[LN] Reset Seishun Jilid 1 Bab 12 Bahasa Indonesia

Chapter 12 — Kencan Dengan Dalih Latihan Simulasi

 

Aku mencuci muka di kamar mandi dan menatap pantulan wajahku di cermin. Wajahku terlihat biasa-biasa saja, tak ada yang istimewa. Aku pernah dipanggil “wajah mob” oleh teman-teman sekelasku. Aku mencoba tersenyum di depan cermin, tapi wajahku terlihat kaku dan aneh.

Aku mencoba menata rambutku dengan referensi dari majalah kecantikan yang aku baca semalam. Aku bahkan membeli beberapa produk wax di minimarket.

 

“Tidak ada masalah... Tapi, sekarang ada masalah.”

 

Sensasiku ketika melakukan reset berbeda dengan sebelumnya. Aku bisa dengan mudah melupakan segala hal sebelumnya. Tapi, setiap kali ketika aku bersama Hanazono, aku merasa ada sesuatu yang mengganjal di dalam hatiku.

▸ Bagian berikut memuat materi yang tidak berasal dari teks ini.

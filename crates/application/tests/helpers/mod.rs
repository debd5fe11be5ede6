pub mod mock_resolver;

pub use mock_resolver::*;
use super::{DomainName, ResourceRecord, WireReader};
use crate::dns_record::{RecordClass, RecordType};
use crate::DomainError;
use bytes::{BufMut, Bytes, BytesMut};
use std::fmt;
use std::net::{IpAddr, Ipv4Addr, Ipv6Addr};

#[derive(Debug, Clone, PartialEq, Eq)]
pub struct MailExchange {
    pub preference: u16,
    pub exchange: DomainName,
}

#[derive(Debug, Clone, PartialEq, Eq)]
pub struct StartOfAuthority {
    pub master: DomainName,
    pub responsible: DomainName,
    pub serial: u32,
    pub refresh: u32,
    pub retry: u32,
    pub expire: u32,
    pub minimum_ttl: u32,
}

#[derive(Debug, Clone, PartialEq, Eq)]
pub struct Service {
    pub priority: u16,
    pub weight: u16,
    pub port: u16,
    pub target: DomainName,
}

/// Parsed form of a record's data section.
#[derive(Debug, Clone, PartialEq, Eq)]
pub enum RecordData {
    Generic,
    Address(IpAddr),
    Alias(DomainName),
    NameServer(DomainName),
    Pointer(DomainName),
    MailExchange(MailExchange),
    StartOfAuthority(StartOfAuthority),
    Text(Vec<String>),
    Service(Service),
}

/// A resource record together with its typed data.
///
/// The wire form is always the wrapped [`ResourceRecord`], so a decoded
/// record re-encodes to exactly the bytes it was read from.
#[derive(Debug, Clone, PartialEq, Eq)]
pub struct Record {
    resource: ResourceRecord,
    data: RecordData,
}

impl Record {
    /// Wraps a record without interpreting its data.
    pub fn generic(resource: ResourceRecord) -> Self {
        Self {
            resource,
            data: RecordData::Generic,
        }
    }

    pub fn address(name: DomainName, ttl: u32, address: IpAddr) -> Self {
        let (record_type, bytes) = match address {
            IpAddr::V4(v4) => (RecordType::A, v4.octets().to_vec()),
            IpAddr::V6(v6) => (RecordType::AAAA, v6.octets().to_vec()),
        };
        Self {
            resource: ResourceRecord::new(name, record_type, ttl, bytes),
            data: RecordData::Address(address),
        }
    }

    pub fn alias(name: DomainName, ttl: u32, target: DomainName) -> Self {
        Self {
            resource: ResourceRecord::new(name, RecordType::CNAME, ttl, target.to_wire()),
            data: RecordData::Alias(target),
        }
    }

    pub fn name_server(name: DomainName, ttl: u32, server: DomainName) -> Self {
        Self {
            resource: ResourceRecord::new(name, RecordType::NS, ttl, server.to_wire()),
            data: RecordData::NameServer(server),
        }
    }

    pub fn pointer(name: DomainName, ttl: u32, target: DomainName) -> Self {
        Self {
            resource: ResourceRecord::new(name, RecordType::PTR, ttl, target.to_wire()),
            data: RecordData::Pointer(target),
        }
    }

    pub fn mail_exchange(name: DomainName, ttl: u32, preference: u16, exchange: DomainName) -> Self {
        let mut buf = BytesMut::with_capacity(2 + exchange.wire_len());
        buf.put_u16(preference);
        exchange.write_to(&mut buf);
        Self {
            resource: ResourceRecord::new(name, RecordType::MX, ttl, buf.freeze()),
            data: RecordData::MailExchange(MailExchange {
                preference,
                exchange,
            }),
        }
    }

    pub fn start_of_authority(name: DomainName, ttl: u32, soa: StartOfAuthority) -> Self {
        let mut buf = BytesMut::with_capacity(soa.master.wire_len() + soa.responsible.wire_len() + 20);
        soa.master.write_to(&mut buf);
        soa.responsible.write_to(&mut buf);
        buf.put_u32(soa.serial);
        buf.put_u32(soa.refresh);
        buf.put_u32(soa.retry);
        buf.put_u32(soa.expire);
        buf.put_u32(soa.minimum_ttl);
        Self {
            resource: ResourceRecord::new(name, RecordType::SOA, ttl, buf.freeze()),
            data: RecordData::StartOfAuthority(soa),
        }
    }

    pub fn text(name: DomainName, ttl: u32, strings: Vec<String>) -> Result<Self, DomainError> {
        let mut buf = BytesMut::new();
        for s in &strings {
            let len = u8::try_from(s.len()).map_err(|_| {
                DomainError::InvalidMessage(format!(
                    "TXT string of {} bytes exceeds 255",
                    s.len()
                ))
            })?;
            buf.put_u8(len);
            buf.put_slice(s.as_bytes());
        }
        Ok(Self {
            resource: ResourceRecord::new(name, RecordType::TXT, ttl, buf.freeze()),
            data: RecordData::Text(strings),
        })
    }

    pub fn service(name: DomainName, ttl: u32, service: Service) -> Self {
        let mut buf = BytesMut::with_capacity(6 + service.target.wire_len());
        buf.put_u16(service.priority);
        buf.put_u16(service.weight);
        buf.put_u16(service.port);
        service.target.write_to(&mut buf);
        Self {
            resource: ResourceRecord::new(name, RecordType::SRV, ttl, buf.freeze()),
            data: RecordData::Service(service),
        }
    }

    /// Builds the typed record for a decoded resource record.
    ///
    /// `message` is the full message the record was read from and
    /// `data_offset` the absolute position of its data, so that compressed
    /// names inside the data resolve against the whole message. Types with
    /// no typed form come back as [`RecordData::Generic`].
    pub fn from_resource(
        resource: ResourceRecord,
        message: &[u8],
        data_offset: usize,
    ) -> Result<Self, DomainError> {
        let data_end = data_offset + resource.data.len();
        let data = match resource.record_type {
            RecordType::A => RecordData::Address(IpAddr::V4(decode_ipv4(&resource)?)),
            RecordType::AAAA => RecordData::Address(IpAddr::V6(decode_ipv6(&resource)?)),
            RecordType::CNAME => RecordData::Alias(decode_name(message, data_offset, data_end)?.0),
            RecordType::NS => {
                RecordData::NameServer(decode_name(message, data_offset, data_end)?.0)
            }
            RecordType::PTR => RecordData::Pointer(decode_name(message, data_offset, data_end)?.0),
            RecordType::MX => {
                let mut reader = WireReader::at(scoped(message, data_end)?, data_offset);
                let preference = reader.read_u16()?;
                let (exchange, _) = decode_name(message, reader.position(), data_end)?;
                RecordData::MailExchange(MailExchange {
                    preference,
                    exchange,
                })
            }
            RecordType::SOA => {
                let (master, next) = decode_name(message, data_offset, data_end)?;
                let (responsible, next) = decode_name(message, next, data_end)?;
                let mut reader = WireReader::at(scoped(message, data_end)?, next);
                RecordData::StartOfAuthority(StartOfAuthority {
                    master,
                    responsible,
                    serial: reader.read_u32()?,
                    refresh: reader.read_u32()?,
                    retry: reader.read_u32()?,
                    expire: reader.read_u32()?,
                    minimum_ttl: reader.read_u32()?,
                })
            }
            RecordType::TXT => RecordData::Text(decode_text(&resource.data)?),
            RecordType::SRV => {
                let mut reader = WireReader::at(scoped(message, data_end)?, data_offset);
                let priority = reader.read_u16()?;
                let weight = reader.read_u16()?;
                let port = reader.read_u16()?;
                let (target, _) = decode_name(message, reader.position(), data_end)?;
                RecordData::Service(Service {
                    priority,
                    weight,
                    port,
                    target,
                })
            }
            _ => RecordData::Generic,
        };

        Ok(Self { resource, data })
    }

    pub fn resource(&self) -> &ResourceRecord {
        &self.resource
    }

    pub fn into_resource(self) -> ResourceRecord {
        self.resource
    }

    pub fn data(&self) -> &RecordData {
        &self.data
    }

    pub fn name(&self) -> &DomainName {
        &self.resource.name
    }

    pub fn record_type(&self) -> RecordType {
        self.resource.record_type
    }

    pub fn class(&self) -> RecordClass {
        self.resource.class
    }

    pub fn ttl(&self) -> u32 {
        self.resource.ttl
    }

    pub fn raw_data(&self) -> &Bytes {
        &self.resource.data
    }

    pub fn address_value(&self) -> Option<IpAddr> {
        match &self.data {
            RecordData::Address(ip) => Some(*ip),
            _ => None,
        }
    }

    /// Target name of alias, name-server and pointer records.
    pub fn target_name(&self) -> Option<&DomainName> {
        match &self.data {
            RecordData::Alias(name) | RecordData::NameServer(name) | RecordData::Pointer(name) => {
                Some(name)
            }
            _ => None,
        }
    }

    pub fn size(&self) -> usize {
        self.resource.size()
    }

    pub fn write_to(&self, buf: &mut BytesMut) -> Result<(), DomainError> {
        self.resource.write_to(buf)
    }

    pub fn to_bytes(&self) -> Result<Bytes, DomainError> {
        let mut buf = BytesMut::with_capacity(self.size());
        self.write_to(&mut buf)?;
        Ok(buf.freeze())
    }
}

/// Zone file presentation: `name. ttl CLASS TYPE data`.
impl fmt::Display for Record {
    fn fmt(&self, f: &mut fmt::Formatter<'_>) -> fmt::Result {
        write!(
            f,
            "{}.\t{}\t{}\t{}\t",
            self.name(),
            self.ttl(),
            self.class(),
            self.record_type()
        )?;
        match &self.data {
            RecordData::Generic => {
                // RFC 3597 unknown-type notation
                write!(f, "\\# {}", self.resource.data.len())?;
                if !self.resource.data.is_empty() {
                    f.write_str(" ")?;
                }
                for byte in self.resource.data.iter() {
                    write!(f, "{:02x}", byte)?;
                }
                Ok(())
            }
            RecordData::Address(address) => write!(f, "{}", address),
            RecordData::Alias(name) | RecordData::NameServer(name) | RecordData::Pointer(name) => {
                write!(f, "{}.", name)
            }
            RecordData::MailExchange(mx) => write!(f, "{} {}.", mx.preference, mx.exchange),
            RecordData::StartOfAuthority(soa) => write!(
                f,
                "{}. {}. {} {} {} {} {}",
                soa.master,
                soa.responsible,
                soa.serial,
                soa.refresh,
                soa.retry,
                soa.expire,
                soa.minimum_ttl
            ),
            RecordData::Text(strings) => {
                let quoted: Vec<String> = strings.iter().map(|s| format!("{:?}", s)).collect();
                f.write_str(&quoted.join(" "))
            }
            RecordData::Service(srv) => write!(
                f,
                "{} {} {} {}.",
                srv.priority, srv.weight, srv.port, srv.target
            ),
        }
    }
}

impl From<ResourceRecord> for Record {
    fn from(resource: ResourceRecord) -> Self {
        Self::generic(resource)
    }
}

fn decode_ipv4(resource: &ResourceRecord) -> Result<Ipv4Addr, DomainError> {
    let octets: [u8; 4] = resource.data.as_ref().try_into().map_err(|_| {
        DomainError::InvalidMessage(format!(
            "A record for {} has {} data bytes, expected 4",
            resource.name,
            resource.data.len()
        ))
    })?;
    Ok(Ipv4Addr::from(octets))
}

fn decode_ipv6(resource: &ResourceRecord) -> Result<Ipv6Addr, DomainError> {
    let octets: [u8; 16] = resource.data.as_ref().try_into().map_err(|_| {
        DomainError::InvalidMessage(format!(
            "AAAA record for {} has {} data bytes, expected 16",
            resource.name,
            resource.data.len()
        ))
    })?;
    Ok(Ipv6Addr::from(octets))
}

fn scoped(message: &[u8], data_end: usize) -> Result<&[u8], DomainError> {
    message.get(..data_end).ok_or(DomainError::UnexpectedEndOfBuffer {
        offset: message.len(),
        needed: data_end.saturating_sub(message.len()),
    })
}

/// Decodes a name that starts inside a record's data section.
///
/// Pointers may reach anywhere earlier in the message, but the name's own
/// bytes must not run past the end of the data section.
fn decode_name(
    message: &[u8],
    offset: usize,
    data_end: usize,
) -> Result<(DomainName, usize), DomainError> {
    let (name, end) = DomainName::decode(message, offset)?;
    if end > data_end {
        return Err(DomainError::InvalidMessage(format!(
            "name at offset {} overruns record data ending at {}",
            offset, data_end
        )));
    }
    Ok((name, end))
}

fn decode_text(data: &[u8]) -> Result<Vec<String>, DomainError> {
    let mut reader = WireReader::new(data);
    let mut strings = Vec::new();
    while reader.remaining() > 0 {
        let len = reader.read_u8()? as usize;
        let bytes = reader.read_slice(len)?;
        strings.push(String::from_utf8_lossy(bytes).into_owned());
    }
    Ok(strings)
}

Aku bertanya kepada Pomekichi yang kubawa ke wastafel.

“Mungkin aku harus berubah dengan serius.”

Tentu saja, Pomekichi tidak menjawab. Wajar saja. ...Karena Pomekichi hanyalah sebuah boneka. Tapi, aku merasa ada perasaan keterikatan padanya. Jika aku mereset perasaanku terhadap Pomekichi, aku pasti akan membuangnya tanpa ragu.

Hanya dengan memikirkan hal itu saja membuat dadaku terasa sakit. Karena aku belum melakukan reset.

Ketika aku masih SD, perintah dari [orang dewasa] adalah mutlak. Itulah sebabnya aku terus melakukan reset untuk melindungi diriku sendiri.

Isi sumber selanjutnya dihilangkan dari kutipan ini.